Bem, hoje me sinto até frustrado quando vejo passar os créditos daqueles que trabalharam e colaboraram para realização daquele filme . A ficha técnica é passada com tanta rapidez que não se tem tempo para registrar, na sua memória, os nomes deles. Confesso que a minha maior frustração, é não ver mais, hoje, nessa relação dos autores, atores, criadores dos filmes, o nome do Sydnei Guilaroff. A Metro Goldwin. Mayer, desfilava com carinho os nomes de todos aqueles que colaboraram no filme e esse nome me chamou a atenção, porque fugia aos Jonhs, Sams, Harrys. Bobs tão comuns, nesses grupos. Sydnei Guilaroff, para mim, apesar do Sydnei, tinha um Guilaroff que me soava mais em ser um nome russo e eu me perguntava, o que fazia um russo em Hollywood?
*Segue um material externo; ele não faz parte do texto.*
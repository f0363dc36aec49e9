use std::fmt;

/// Error returned by the discrimination-metrics engine.
///
/// Every failure is a precondition violation of the caller; computations fail
/// atomically and never return partial curves.
#[derive(Debug, Clone, PartialEq, derive_more::Display, derive_more::Error, derive_more::From)]
pub enum MetricsError {
    #[display("invalid input: {_0}")]
    InvalidInput(InvalidInput),
}

/// The reason an input was rejected.
#[derive(Debug, Clone, PartialEq, derive_more::Display, derive_more::Error)]
pub enum InvalidInput {
    #[display("signal histogram is empty")]
    EmptySignal,
    #[display("at least one background sample is required")]
    NoBackgrounds,
    #[display("all background histograms are empty")]
    EmptyBackgrounds,
    #[display("background #{index} has {found} bins, signal has {expected}")]
    BinningMismatch {
        index: usize,
        expected: usize,
        found: usize,
    },
    #[display("background #{index} has the signal's bin count but shifted bin centers")]
    ShiftedBinning { index: usize },
    #[display("{sample} has a negative count in bin {bin}")]
    NegativeCount { sample: SampleRole, bin: usize },
    #[display("{sample} has a non-finite count in bin {bin}")]
    NonFiniteCount { sample: SampleRole, bin: usize },
    #[display("ROC curve needs at least one efficiency bin")]
    ZeroRocBins,
    #[display("exactly one cut direction must be selected")]
    AmbiguousDirection,
}

/// Identifies a histogram inside a [`SampleSet`](crate::sample_set::SampleSet).
#[derive(Debug, Clone, Copy, PartialEq, Eq)]
pub enum SampleRole {
    Signal,
    /// Background at the given position (0-based).
    Background(usize),
}

impl fmt::Display for SampleRole {
    fn fmt(&self, f: &mut fmt::Formatter<'_>) -> fmt::Result {
        match self {
            SampleRole::Signal => write!(f, "signal"),
            SampleRole::Background(index) => write!(f, "background #{index}"),
        }
    }
}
Com a minha curiosidade em saber dos críticos de cinema quem era esse Sydnei Guilaroff, fiquei surpreso, porque a todos a quem perguntava, só dois me souberam responder: Roberto Muggiati, crítico de cinema e Editor da revista Manchete e o velho crítico de cinema, naquela ocasião redator da revista Manchete. Mas, os tempos hoje são outros não sei se para melhor - e tudo mudou e até as fichas técnicas mudaram e acredito que para pior. Aqui no brasil, nomes técnico de como fazer cinema foram apagados e em seu lugar surgiram listas intermináveis\is de dubladores - que nunca são lidas - que sem nenhum som nas suas falas, que expressase o sentimento do personagem nas suas cenas, tentam inultlimente transmitir os sentimento daqueles artistas, até porque esses dubladores não são artistas. Detesto esse filmes dublados, ainda prefiro os filmes legendados, e procuro nas palavras, em inglês, a expressão dos sentimentos que fazem os artistas, dar calor e humanizar as cenas que interpretam.